*Exercise objective*. The answer must consist of every line below containing "OffsetDateTime".

** Opening Dataset records block **

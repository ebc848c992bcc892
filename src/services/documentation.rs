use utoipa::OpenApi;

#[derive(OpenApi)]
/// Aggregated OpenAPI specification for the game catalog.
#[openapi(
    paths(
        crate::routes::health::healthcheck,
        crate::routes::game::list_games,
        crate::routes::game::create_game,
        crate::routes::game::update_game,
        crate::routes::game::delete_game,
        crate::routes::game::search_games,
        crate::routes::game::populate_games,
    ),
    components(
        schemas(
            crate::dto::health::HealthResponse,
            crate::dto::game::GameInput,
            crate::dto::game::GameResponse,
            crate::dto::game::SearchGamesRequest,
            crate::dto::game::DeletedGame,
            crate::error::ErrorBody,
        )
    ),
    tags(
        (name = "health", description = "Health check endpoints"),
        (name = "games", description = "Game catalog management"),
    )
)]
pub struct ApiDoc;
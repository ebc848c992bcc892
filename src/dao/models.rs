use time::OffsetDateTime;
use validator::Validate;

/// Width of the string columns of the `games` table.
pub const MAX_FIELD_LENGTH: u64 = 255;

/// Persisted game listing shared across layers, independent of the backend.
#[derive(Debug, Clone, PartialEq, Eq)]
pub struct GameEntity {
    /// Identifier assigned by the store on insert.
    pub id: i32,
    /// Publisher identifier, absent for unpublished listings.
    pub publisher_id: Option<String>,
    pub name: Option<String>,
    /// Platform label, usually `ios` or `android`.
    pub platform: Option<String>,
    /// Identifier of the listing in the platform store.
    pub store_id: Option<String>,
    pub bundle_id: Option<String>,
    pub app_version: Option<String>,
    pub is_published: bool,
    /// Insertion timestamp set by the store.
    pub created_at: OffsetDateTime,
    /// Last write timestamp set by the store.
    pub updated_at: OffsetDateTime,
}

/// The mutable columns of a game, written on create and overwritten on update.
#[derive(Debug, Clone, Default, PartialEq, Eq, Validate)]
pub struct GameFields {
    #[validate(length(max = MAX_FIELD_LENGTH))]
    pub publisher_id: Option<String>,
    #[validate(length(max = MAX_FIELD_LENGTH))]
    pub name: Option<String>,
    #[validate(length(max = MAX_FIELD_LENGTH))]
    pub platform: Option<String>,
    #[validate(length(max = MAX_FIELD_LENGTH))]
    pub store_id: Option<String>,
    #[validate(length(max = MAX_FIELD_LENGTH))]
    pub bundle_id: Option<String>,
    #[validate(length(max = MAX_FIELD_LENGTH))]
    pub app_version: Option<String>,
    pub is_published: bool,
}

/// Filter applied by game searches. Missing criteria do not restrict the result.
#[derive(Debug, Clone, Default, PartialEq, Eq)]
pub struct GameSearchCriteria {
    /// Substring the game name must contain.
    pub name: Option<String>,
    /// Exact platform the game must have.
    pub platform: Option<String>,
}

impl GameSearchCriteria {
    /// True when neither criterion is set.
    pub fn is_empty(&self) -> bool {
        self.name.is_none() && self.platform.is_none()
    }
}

** Closing Dataset records block **

*Answer to this exercise*.
use time::OffsetDateTime;
    pub created_at: OffsetDateTime,
    pub updated_at: OffsetDateTime,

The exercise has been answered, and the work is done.